The claimant had migrated to the UK when he was 9 years old. His family background was difficult and he was taken into care when he was 11 years old. When he was 17, the claimant was given a six-month conditional discharge after pleading guilty to possession of cannabis. Just before his 18th birthday, he applied to register as a British citizen. The application contained much mitigating information about the claimant’s background, including the fact that he had a younger sister who is a British citizen, a brother with indefinite leave to remain, and the circumstances of his unsettled family life. There was also evidence from the claimant’s foster carer and social worker showing improvements in his behavior and a commitment to study and training.

The application was refused on the basis that the claimant did not meet the “good character” requirements of the British Nationality Act 1981 because of his criminal conviction. The grant of citizenship is a matter of discretion, but the Home Office Nationality Instructions state that in considering applications for the registration of children aged 16 or over, it will have regard to the standards of character required for the grant of citizenship to an adult, and that it would normally refuse an application for a minor aged 16 or over if it considers these standards are not met. Annex D of the Instructions states that where the applicant is of good character in all other respects, caseworkers should normally be prepared to overlook a single minor unspent conviction resulting in a conditional discharge. However, Annex D also states that caseworkers should not normally disregard any conviction for an offence involving drugs irrespective of the severity of the sentence imposed. This was the policy that led to the refusal of the application.
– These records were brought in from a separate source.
//! Async adapters for PTY I/O.
//!
//! PTY reads and writes are blocking calls. These adapters run them on the
//! blocking thread pool so they never stall the tokio workers.

use std::io::{self, Read, Write};

use tokio::sync::mpsc;
use tracing::{debug, error, trace};

/// Async reader for PTY output.
///
/// Runs in a blocking thread and sends output chunks through a channel. The
/// read blocks until the kernel has data, so chunks are handed over as soon
/// as they are produced. A read failure is forwarded as the last item.
pub struct AsyncPtyReader<R: Read + Send + 'static> {
    reader: R,
    tx: mpsc::Sender<io::Result<Vec<u8>>>,
    buffer_size: usize,
}

impl<R: Read + Send + 'static> AsyncPtyReader<R> {
    /// Create a new AsyncPtyReader.
    ///
    /// # Arguments
    ///
    /// * `reader` - The PTY reader (blocking).
    /// * `tx` - Channel sender for output data.
    pub fn new(reader: R, tx: mpsc::Sender<io::Result<Vec<u8>>>) -> Self {
        Self {
            reader,
            tx,
            buffer_size: 4096,
        }
    }

    /// Create with custom buffer size.
    pub fn with_buffer_size(mut self, size: usize) -> Self {
        self.buffer_size = size.max(1);
        self
    }

    /// Start the reader loop in a blocking thread.
    ///
    /// Returns when:
    /// - The PTY is closed (read returns 0 or EIO)
    /// - The channel is closed (receiver dropped)
    /// - A read error occurs (forwarded to the receiver first)
    pub async fn run(self) {
        let buffer_size = self.buffer_size;
        let mut reader = self.reader;
        let tx = self.tx;

        let result = tokio::task::spawn_blocking(move || {
            let mut buf = vec![0u8; buffer_size];

            loop {
                match reader.read(&mut buf) {
                    Ok(0) => {
                        debug!("PTY reader: EOF");
                        break;
                    }
                    Ok(n) => {
                        trace!("PTY reader: read {} bytes", n);
                        if tx.blocking_send(Ok(buf[..n].to_vec())).is_err() {
                            debug!("PTY reader: channel closed");
                            break;
                        }
                    }
                    Err(e) if e.kind() == io::ErrorKind::Interrupted => continue,
                    Err(e) => {
                        // EIO on Unix means every slave handle is closed: the shell is gone.
                        #[cfg(unix)]
                        if e.raw_os_error() == Some(libc::EIO) {
                            debug!("PTY reader: PTY closed (EIO)");
                            break;
                        }

                        if e.kind() == io::ErrorKind::BrokenPipe {
                            debug!("PTY reader: broken pipe");
                            break;
                        }

                        error!("PTY reader error: {}", e);
                        let _ = tx.blocking_send(Err(e));
                        break;
                    }
                }
            }
        })
        .await;

        if let Err(e) = result {
            error!("PTY reader task panicked: {}", e);
        }
    }
}

/// Async writer for PTY input.
///
/// Each write is delegated to the blocking pool; the writer is moved into
/// the worker thread and handed back with the result, so writes are applied
/// strictly in call order.
pub struct AsyncPtyWriter<W: Write + Send + 'static> {
    writer: Option<W>,
}

impl<W: Write + Send + 'static> AsyncPtyWriter<W> {
    /// Create a new AsyncPtyWriter.
    pub fn new(writer: W) -> Self {
        Self {
            writer: Some(writer),
        }
    }

    /// Write the whole chunk and flush it.
    ///
    /// After a failed write (or a cancelled one) the writer is gone and every
    /// later call fails with `BrokenPipe`.
    pub async fn write(&mut self, data: Vec<u8>) -> io::Result<()> {
        let mut writer = self
            .writer
            .take()
            .ok_or_else(|| io::Error::new(io::ErrorKind::BrokenPipe, "PTY writer closed"))?;

        let (writer, result) = tokio::task::spawn_blocking(move || {
            trace!("PTY writer: writing {} bytes", data.len());
            let result = writer.write_all(&data).and_then(|_| writer.flush());
            (writer, result)
        })
        .await
        .map_err(|e| io::Error::other(format!("PTY writer task failed: {e}")))?;

        if result.is_ok() {
            self.writer = Some(writer);
        }
        result
    }

    /// Give the underlying writer back, if it is still usable.
    pub fn into_inner(self) -> Option<W> {
        self.writer
    }
}

#[cfg(test)]
mod tests {
    use super::*;
    use std::io::Cursor;
    use std::time::Duration;

    struct FailingReader;

    impl Read for FailingReader {
        fn read(&mut self, _buf: &mut [u8]) -> io::Result<usize> {
            Err(io::Error::new(io::ErrorKind::PermissionDenied, "nope"))
        }
    }

    struct FailingWriter;

    impl Write for FailingWriter {
        fn write(&mut self, _buf: &[u8]) -> io::Result<usize> {
            Err(io::Error::new(io::ErrorKind::BrokenPipe, "closed"))
        }

        fn flush(&mut self) -> io::Result<()> {
            Ok(())
        }
    }

    #[tokio::test]
    async fn test_async_reader_preserves_bytes() {
        let data = b"Hello, World!\nTest line 2\n";
        let (tx, mut rx) = mpsc::channel(32);
        let reader = AsyncPtyReader::new(Cursor::new(data.to_vec()), tx).with_buffer_size(5);

        let handle = tokio::spawn(reader.run());

        let mut received = Vec::new();
        while let Some(chunk) = rx.recv().await {
            received.extend(chunk.unwrap());
        }
        handle.await.unwrap();

        assert_eq!(received, data);
    }

    #[tokio::test]
    async fn test_async_reader_empty() {
        let (tx, mut rx) = mpsc::channel(32);
        let handle = tokio::spawn(AsyncPtyReader::new(Cursor::new(Vec::new()), tx).run());

        let result = tokio::time::timeout(Duration::from_millis(500), rx.recv()).await;
        assert!(result.unwrap().is_none());
        handle.await.unwrap();
    }

    #[tokio::test]
    async fn test_async_reader_forwards_error() {
        let (tx, mut rx) = mpsc::channel(4);
        tokio::spawn(AsyncPtyReader::new(FailingReader, tx).run());

        let item = rx.recv().await.expect("error item");
        assert_eq!(item.unwrap_err().kind(), io::ErrorKind::PermissionDenied);
        assert!(rx.recv().await.is_none());
    }

    #[tokio::test]
    async fn test_reader_channel_closed() {
        let (tx, rx) = mpsc::channel(1);
        drop(rx);

        let reader = AsyncPtyReader::new(Cursor::new(vec![7u8; 64]), tx).with_buffer_size(8);
        let handle = tokio::spawn(reader.run());
        let result = tokio::time::timeout(Duration::from_millis(500), handle).await;
        assert!(result.is_ok());
    }

    #[tokio::test]
    async fn test_async_writer_in_order() {
        let mut writer = AsyncPtyWriter::new(Vec::new());
        writer.write(b"ls".to_vec()).await.unwrap();
        writer.write(b"\n".to_vec()).await.unwrap();

        assert_eq!(writer.into_inner().unwrap(), b"ls\n");
    }

    #[tokio::test]
    async fn test_async_writer_failure_is_sticky() {
        let mut writer = AsyncPtyWriter::new(FailingWriter);
        assert!(writer.write(b"x".to_vec()).await.is_err());

        let err = writer.write(b"y".to_vec()).await.unwrap_err();
        assert_eq!(err.kind(), io::ErrorKind::BrokenPipe);
        assert!(writer.into_inner().is_none());
    }
}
The judge found that the SSHD had unduly fettered her discretion by rigidly adhering to the policy in the Nationality Instructions. She found that the only matter taken into account as relevant to the exercise of the SSHD’s discretion was the drugs conviction, and that the SSHD had failed to consider any mitigating features of the claimant’s case, including his difficult background, and his age at the date of conviction. No consideration had been given to the fact that his future could clearly be seen to lie in the UK.

The judge also found that the SSHD had acted unlawfully in adopting and applying a blanket policy that treats 16 and 17 year olds as adults for the purpose of determining good character. Irrespective of submissions made on behalf of the SSHD that there was no blanket policy, the judge found that the policy had been treated as a blanket rule in the claimant’s case. The judge went on to state that in her judgment: “there is no rational basis for the drawing of a bright line between child applicants who are 16 and above and those below even if the effect is to introduce only a presumption (“normally”) as to the outcome”. She considered the policy was contrary to the approach adopted by the UN Convention on the Rights of the Child; section 55 of the Borders, Citizenship and Immigration Act 2009, which requires paramount consideration to be given to the child’s best interests; and s.3 British Nationality Act 1981, all of which treat minors as those under 18 years of age. She concluded that the policy failed the test of rationality and was unlawful.
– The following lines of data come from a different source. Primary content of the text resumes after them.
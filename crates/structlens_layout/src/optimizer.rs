//! Field reordering that minimises record size.
//!
//! Fields are placed by descending alignment, ties broken by descending size.
//! With power-of-two alignments and sizes that are multiples of their
//! alignment (true for every type the engine produces) this order never
//! leaves inter-field padding, so only the unavoidable trailing padding
//! remains.

use serde::Serialize;

use crate::record::{FieldLayout, RecordLayout, Slot, pack};
use crate::type_info::TypeInfo;

#[derive(Debug, Clone, PartialEq, Eq, Serialize)]
pub struct OptimalityReport {
    pub current_size: usize,
    pub optimal_size: usize,
    pub is_optimizable: bool,
    /// Field names in the order that achieves `optimal_size`.
    pub suggested_order: Vec<String>,
}

impl OptimalityReport {
    pub fn for_layout(layout: &RecordLayout) -> Self {
        let optimal = optimal_layout(layout);
        Self {
            current_size: layout.total_size,
            optimal_size: optimal.total_size,
            is_optimizable: optimal.total_size < layout.total_size,
            suggested_order: optimal
                .fields
                .into_iter()
                .map(|field| field.field_name)
                .collect(),
        }
    }

    /// Bytes saved by adopting the suggested order.
    pub fn savings(&self) -> usize {
        self.current_size.saturating_sub(self.optimal_size)
    }
}

/// The fields of `layout` in size-minimising order. Equal keys keep their
/// declared order.
pub fn optimal_order(layout: &RecordLayout) -> Vec<&FieldLayout> {
    let mut fields: Vec<_> = layout.fields.iter().collect();
    fields.sort_by(|a, b| {
        b.alignment
            .cmp(&a.alignment)
            .then_with(|| b.size.cmp(&a.size))
    });
    fields
}

/// Repacks `layout` in [`optimal_order`]. The input is left untouched.
pub fn optimal_layout(layout: &RecordLayout) -> RecordLayout {
    let slots = optimal_order(layout).into_iter().map(|field| Slot {
        name: field.field_name.clone(),
        type_expression: field.type_expression.clone(),
        info: TypeInfo::new(field.size, field.alignment),
    });
    pack(&layout.record_name, slots)
}
//! Best-effort recovery of Go `struct` declarations from raw source text.
//!
//! The parser never fails. Constructs it does not understand are skipped, so
//! the worst outcome for malformed input is a missing field or declaration.

pub mod declaration;
mod field;
mod header;
pub mod parser;
mod scanner;

pub use declaration::{Field, RecordDeclaration};
pub use parser::{MultiNamePolicy, ParseOptions, Parser};

/// Parses `source` with the default options.
pub fn parse(source: &str) -> Vec<RecordDeclaration> {
    Parser::default().parse(source)
}

#[cfg(test)]
mod tests {
    use super::*;
    use structlens_span::{Position, Span};

    const SAMPLE: &str = "\
package main

// Example of poorly aligned struct
type BadLayout struct {
	A bool    // 1 byte
	B int64   // 8 bytes

	// C is a flag
	C bool
}

type Tagged struct {
	ID   uint64 `json:\"id\"`
	Name string `json:\"name,omitempty\"` // display name
}
";

    fn field_names(record: &RecordDeclaration) -> Vec<&str> {
        record.fields.iter().map(|field| field.name.as_str()).collect()
    }

    #[test]
    fn test_parses_declarations_in_order() {
        let records = parse(SAMPLE);
        assert_eq!(records.len(), 2);

        let bad = &records[0];
        assert_eq!(bad.name, "BadLayout");
        assert_eq!(bad.name_span, Span::on_line(3, 5, 9));
        assert_eq!(field_names(bad), ["A", "B", "C"]);
        assert_eq!(bad.fields[1].type_expression, "int64");
        assert_eq!(bad.fields[1].location, Span::on_line(5, 1, 1));
        assert_eq!(bad.span, Span::new(Position::new(3, 0), Position::new(9, 1)));

        let tagged = &records[1];
        assert_eq!(field_names(tagged), ["ID", "Name"]);
        assert_eq!(tagged.fields[0].type_expression, "uint64");
        assert_eq!(tagged.fields[1].type_expression, "string");
    }

    #[test]
    fn test_parse_is_idempotent() {
        assert_eq!(parse(SAMPLE), parse(SAMPLE));
    }

    #[test]
    fn test_multi_name_field_keeps_first_name() {
        let records = parse("type Point struct {\n\tp, q float64\n}\n");
        let fields = &records[0].fields;
        assert_eq!(fields.len(), 1);
        assert_eq!(fields[0].name, "p");
        assert_eq!(fields[0].type_expression, "float64");
    }

    #[test]
    fn test_embedded_pointer_field() {
        let records = parse("type Derived struct {\n\t*pkg.Base\n\tName string\n}\n");
        let base = &records[0].fields[0];
        assert_eq!(base.name, "Base");
        assert_eq!(base.type_expression, "*pkg.Base");
        assert_eq!(base.location, Span::on_line(1, 6, 4));
    }

    #[test]
    fn test_unterminated_declaration_is_clamped() {
        let source = "type Broken struct {\n\tA int32\n\tB string\n\n\tC";
        let records = parse(source);
        assert_eq!(records.len(), 1);
        assert_eq!(field_names(&records[0]), ["A", "B", "C"]);
        assert_eq!(records[0].span.end, Position::new(4, 2));
    }

    #[test]
    fn test_header_without_brace_is_discarded() {
        assert!(parse("type Dangling struct\n// nothing follows").is_empty());
    }

    #[test]
    fn test_brace_on_following_line() {
        let records = parse("type Late struct\n{\n\tX int\n}\n");
        assert_eq!(records.len(), 1);
        assert_eq!(field_names(&records[0]), ["X"]);
        assert_eq!(records[0].span.end.line, 3);
    }

    #[test]
    fn test_single_line_declarations() {
        let records = parse("type Empty struct{}\ntype P struct { X, Y int; Label string }\n");
        assert_eq!(records.len(), 2);
        assert!(records[0].fields.is_empty());
        assert_eq!(records[0].span.end.line, 0);
        assert_eq!(field_names(&records[1]), ["X", "Label"]);
        assert_eq!(records[1].fields[0].location, Span::on_line(1, 16, 1));
    }

    #[test]
    fn test_block_comments_are_skipped() {
        let source = "\
type Commented struct {
	/* Hidden int
	   Also hidden */
	Visible int
	/* one line */
	Other bool
}";
        let records = parse(source);
        assert_eq!(field_names(&records[0]), ["Visible", "Other"]);
    }

    #[test]
    fn test_grouped_and_generic_declarations() {
        let source = "\
type (
	First struct {
		A int
	}
	Second struct {
		B []byte
	}
)

type Pair[K comparable, V any] struct {
	Key   K
	Value V
}";
        let records = parse(source);
        let names: Vec<_> = records.iter().map(|r| r.name.as_str()).collect();
        assert_eq!(names, ["First", "Second", "Pair"]);
        assert_eq!(records[1].fields[0].type_expression, "[]byte");
        assert_eq!(field_names(&records[2]), ["Key", "Value"]);
    }

    #[test]
    fn test_unrecognised_lines_are_skipped() {
        let source = "type Odd struct {\n\tList[int]\n\tOk int\n\ta, 9 int\n}\n";
        let records = parse(source);
        assert_eq!(field_names(&records[0]), ["Ok"]);
    }

    #[test]
    fn test_windows_line_endings() {
        let records = parse("type W struct {\r\n\tA int8\r\n}\r\n");
        assert_eq!(records[0].fields[0].type_expression, "int8");
        assert_eq!(records[0].span.end, Position::new(2, 1));
    }

    #[test]
    fn test_empty_input() {
        assert!(parse("").is_empty());
        assert!(parse("package main\n\nfunc main() {}\n").is_empty());
    }
}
Finally, the judge found that the refusal also interfered with the claimant’s family and private life rights, as protected by Article 8 of the European Convention on Human Rights, given his close family ties to the UK and the sense of identity and belonging that would inevitably be fostered by the grant of citizenship and undermined by its refusal. She also found that Article 8 applied because of the arbitrariness in the refusal, in particular because there was no rational basis for distinguishing between a child of 16 or above and a child below that age in this context.

The judge went on to quash the refusal of the claimant’s application for registration so that it now falls for reconsideration.
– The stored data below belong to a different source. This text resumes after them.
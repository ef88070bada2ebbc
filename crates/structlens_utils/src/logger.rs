use std::sync::Once;

use tracing_subscriber::{EnvFilter, fmt};

static INIT: Once = Once::new();

/// Filter used when `RUST_LOG` is unset.
pub fn default_directive(verbose: bool) -> &'static str {
    if verbose {
        "structlens=debug"
    } else {
        "structlens=info"
    }
}

/// Initialise tracing subscriber once per process.
///
/// Logs go to stderr so that report output on stdout stays machine-readable.
pub fn init_logging(verbose: bool) {
    INIT.call_once(|| {
        let env_filter = EnvFilter::try_from_default_env()
            .unwrap_or_else(|_| EnvFilter::new(default_directive(verbose)));

        fmt()
            .with_env_filter(env_filter)
            .with_target(false)
            .with_writer(std::io::stderr)
            .compact()
            .init();
    });
}
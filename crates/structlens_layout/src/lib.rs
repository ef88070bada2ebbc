//! Go struct layout engine.
//!
//! Reproduces the sequential packing rule of the Go compiler for a 4- or
//! 8-byte word size: every field is placed at the next offset that satisfies
//! its alignment, in declaration order, and the record is padded to a
//! multiple of its largest field alignment. [`OptimalityReport`] tells whether
//! a different field order would make the record smaller.

mod engine;
pub mod optimizer;
pub mod record;
pub mod type_info;
mod word_size;

pub use engine::LayoutEngine;
pub use optimizer::{OptimalityReport, optimal_layout, optimal_order};
pub use record::{FieldLayout, RecordLayout};
pub use type_info::TypeInfo;
pub use word_size::WordSize;

use structlens_parser::RecordDeclaration;

/// Lays out `declaration` for `word_size`.
///
/// Builds a fresh [`LayoutEngine`]; callers laying out many records should
/// keep one engine around instead.
pub fn compute_layout(declaration: &RecordDeclaration, word_size: WordSize) -> RecordLayout {
    LayoutEngine::new(word_size).compute_layout(declaration)
}
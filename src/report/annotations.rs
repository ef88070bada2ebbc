use serde::Serialize;
use structlens_config::AnalyzerConfig;
use structlens_span::Position;

use super::text::{field_annotation, field_tooltip, memory_layout_text, record_annotation};
use crate::analysis::DocumentAnalysis;

#[derive(Debug, Clone, Copy, PartialEq, Eq, Serialize)]
#[serde(rename_all = "lowercase")]
pub enum AnnotationKind {
    Record,
    Field,
}

/// A label anchored right after a record or field name.
#[derive(Debug, Clone, PartialEq, Eq, Serialize)]
pub struct Annotation {
    pub kind: AnnotationKind,
    pub position: Position,
    pub label: String,
    pub tooltip: String,
}

/// Inline annotations for every record and field, in document order within
/// each record. Empty when `show_inline_annotations` is off.
pub fn annotations(analysis: &DocumentAnalysis, config: &AnalyzerConfig) -> Vec<Annotation> {
    if !config.show_inline_annotations {
        return Vec::new();
    }

    let mut annotations = Vec::new();
    for record in &analysis.records {
        annotations.push(Annotation {
            kind: AnnotationKind::Record,
            position: record.declaration.name_span.end,
            label: record_annotation(&record.layout),
            tooltip: memory_layout_text(&record.layout),
        });

        annotations.extend(record.field_layouts().map(|(field, layout)| Annotation {
            kind: AnnotationKind::Field,
            position: field.location.end,
            label: field_annotation(layout),
            tooltip: field_tooltip(layout),
        }));
    }
    annotations
}

#[cfg(test)]
mod tests {
    use super::*;
    use crate::analysis::Analyzer;

    const SOURCE: &str = "type Pair struct {\n\tflag bool\n\tcount int64\n}\n";

    #[test]
    fn test_annotations_follow_names() {
        let config = AnalyzerConfig::default();
        let analysis = Analyzer::new(&config).analyze(SOURCE);
        let annotations = annotations(&analysis, &config);

        let labels: Vec<_> = annotations
            .iter()
            .map(|a| (a.kind, a.position, a.label.as_str()))
            .collect();
        assert_eq!(
            labels,
            [
                (AnnotationKind::Record, Position::new(0, 9), "16 bytes total"),
                (AnnotationKind::Field, Position::new(1, 5), "1B"),
                (AnnotationKind::Field, Position::new(2, 6), "8B (+7B padding)"),
            ]
        );
        assert!(annotations[2].tooltip.ends_with("Padding before: 7 bytes"));
    }

    #[test]
    fn test_annotations_disabled() {
        let config = AnalyzerConfig {
            show_inline_annotations: false,
            ..AnalyzerConfig::default()
        };
        let analysis = Analyzer::new(&config).analyze(SOURCE);
        assert!(annotations(&analysis, &config).is_empty());
    }
}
The judgment is a relatively rare example of a defeat for the Home Office in a nationality case where refusal has been based on a criminal conviction. According to figures disclosed in a response to a Freedom of Information request last year https://www.gov.uk/government/publications/applications-by-minors-for-registration-as-a-british-citizen, some 300 applications to register as British citizens by persons aged 16-17 were refused on good character grounds. It is unsurprising that the number is so high if the policy is being applied generally as inflexibly as it was in this case.